I'm a borderline Clyde (formerly a Clyde) and I know of two LBS in my srea that frown on Eastons. One actually carries Easton currently and the mechanic told me to stay away from them. Supposedly, out of all the wheels they sell or have ever sold, they have more issues with Eastons than any other brand. The other shop quit selling them because of similar issues. I asked them about those wheels when I was 240 lbs. I'm now 190 and still have my reservations..... Also, in response to 20 spokes, I started riding a set of Neuvation M28 Aero 3s 16 front/20 rear when I was 220 lbs. Never had an issue with them. The key is keeping them properly tensioned. I have them inspected every 4 months (2 months when I'm racing). They only had to be adjusted three times in the 4 years that I've owned them. However, higher spoke count wheels would darn near erase those issues. At 264, I would be rolling on a 32 spoke rear. you could probably pull off a well built 28 spoke rear but why chance it?


----------



## rayej68 (Sep 18, 2011)

rabochuffo said:


> Im needing advice on a wheelset!! Easton EC90 Aero clincher. Im a pretty big guy 6,3 265ish very strong watt pumping legs!! I see there is no listed weight limit. im scared the 20 spoke rear wheel may run into issues down the road. This is suppose to be a pretty stout wheelset and cyclecross capable but is it ENOUGH???? I recently broke a spoke on my stock Giant/DT SWISS P-SL 0 rear wheel 20 spoke after 1700 miles and broke another on my 45mm carbon clincher OVAL CONCEPTS 745 REAR I simply want a little piece of mine when I hit the road Thanks in advance!!!

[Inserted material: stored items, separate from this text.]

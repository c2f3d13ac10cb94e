//! Terminal presentation of search responses and suggestions

use crate::locales::Messages;
use crate::results::SearchResponse;
use crate::theme::ResolvedTheme;
use std::fmt::Write;

/// ANSI styles for one theme
#[derive(Debug, Clone, Copy, PartialEq, Eq)]
pub struct Palette {
    pub title: &'static str,
    pub host: &'static str,
    pub snippet: &'static str,
    pub error: &'static str,
    pub reset: &'static str,
}

impl Palette {
    pub fn for_theme(theme: ResolvedTheme) -> Self {
        match theme {
            ResolvedTheme::Dark => Self {
                title: "\x1b[1;94m",
                host: "\x1b[92m",
                snippet: "\x1b[37m",
                error: "\x1b[91m",
                reset: "\x1b[0m",
            },
            ResolvedTheme::Light => Self {
                title: "\x1b[1;34m",
                host: "\x1b[32m",
                snippet: "\x1b[90m",
                error: "\x1b[31m",
                reset: "\x1b[0m",
            },
        }
    }

    /// No escape sequences at all
    pub fn plain() -> Self {
        Self {
            title: "",
            host: "",
            snippet: "",
            error: "",
            reset: "",
        }
    }
}

/// Formats responses for display
pub struct Renderer {
    palette: Palette,
    messages: Messages,
    max_results: usize,
}

impl Renderer {
    pub fn new(palette: Palette, messages: Messages, max_results: usize) -> Self {
        Self {
            palette,
            messages,
            max_results,
        }
    }

    pub fn messages(&self) -> &Messages {
        &self.messages
    }

    /// Result list, the "no results" message, or the error message
    pub fn response(&self, response: &SearchResponse) -> String {
        let p = &self.palette;
        let mut out = String::new();

        if let Some(ref error) = response.error {
            let _ = writeln!(out, "{}{}{}", p.error, self.messages.get("searchError"), p.reset);
            let _ = writeln!(out, "  {}", error);
            return out;
        }

        for answer in &response.answers {
            let _ = writeln!(out, "{}{}{}\n", p.title, answer, p.reset);
        }

        if response.results.is_empty() {
            let _ = writeln!(out, "{}", self.messages.get("noResults"));
            return out;
        }

        for result in response.results.iter().take(self.max_results) {
            let _ = writeln!(out, "{}{}{}", p.host, result.display_host(), p.reset);
            let _ = writeln!(out, "{}{}{}", p.title, result.title, p.reset);
            let _ = writeln!(out, "  {}", result.url);
            if !result.snippet.is_empty() {
                let _ = writeln!(out, "  {}{}{}", p.snippet, result.snippet, p.reset);
            }
            out.push('\n');
        }

        if !response.suggestions.is_empty() {
            let _ = writeln!(out, "{}", response.suggestions.join(" · "));
        }
        out
    }

    /// One suggestion per line
    pub fn suggestions(&self, suggestions: &[String]) -> String {
        suggestions
            .iter()
            .map(|s| format!("  {}\n", s))
            .collect()
    }
}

I have Easton's cheaper EA50 wheels. No issues under my 240 lb frame. I believe there are 24 rear spokes on mine. I've had 0 issues in over 1000 miles. Time will tell if I suddenly start breaking spokes left and right in the future. I doubt it. 

One thing to consider is a deeper rim is stiffer as compared to shallow hoops. So normally less spokes are included on deep rims.


----------



## terbennett (Apr 1, 2006)

Mike T. said:


> Someone your weight would be well advised to be on 32/36 spoke wheels.


+1.... Mike T. has spoken. Might the issue be put to rest now?


----------